What is required | Exact copies of the lines from the line containing "creating action constraints." through the last line of the entries below are the whole answer.

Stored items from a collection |
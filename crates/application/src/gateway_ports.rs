use async_trait::async_trait;

use accord_core::AppResult;
use accord_domain::{ActionConstraint, ConstraintRequest, LogEntry, TimeInstant};

/// Port for the activity-log read path and its refresh nudge.
#[async_trait]
pub trait ActivityLogGateway: Send + Sync {
    /// Returns the log rows bounded by `instant`, in server order.
    async fn fetch_log_window(&self, instant: TimeInstant) -> AppResult<Vec<LogEntry>>;

    /// Asks the backend to pull new activity into its log store.
    async fn request_log_refresh(&self) -> AppResult<()>;
}

/// Raw detection payload: two parallel arrays plus a timing label.
#[derive(Debug, Clone, PartialEq, Eq, Default)]
pub struct ConflictDetectionResponse {
    /// Server timing summary.
    pub detect_time_label: String,
    /// Conflict identifiers, index-aligned with `logs`.
    pub conflict_ids: Vec<String>,
    /// Raw conflicting log rows.
    pub logs: Vec<Vec<String>>,
}

/// Port for server-side conflict detection.
#[async_trait]
pub trait ConflictDetectionGateway: Send + Sync {
    /// Runs detection over the log window starting at `instant`.
    async fn detect_conflicts(&self, instant: TimeInstant) -> AppResult<ConflictDetectionResponse>;
}

/// Port for reading and creating action constraints.
#[async_trait]
pub trait ActionConstraintGateway: Send + Sync {
    /// Lists constraints recorded since `instant`.
    async fn fetch_action_constraints(
        &self,
        instant: TimeInstant,
    ) -> AppResult<Vec<ActionConstraint>>;

    /// Records a batch of requested constraints.
    async fn add_action_constraints(&self, requests: &[ConstraintRequest]) -> AppResult<()>;
}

Expected answer |
/// Port for reading and creating action constraints.
#[async_trait]
pub trait ActionConstraintGateway: Send + Sync {
    /// Lists constraints recorded since `instant`.
    async fn fetch_action_constraints(
        &self,
        instant: TimeInstant,
    ) -> AppResult<Vec<ActionConstraint>>;

    /// Records a batch of requested constraints.
    async fn add_action_constraints(&self, requests: &[ConstraintRequest]) -> AppResult<()>;
}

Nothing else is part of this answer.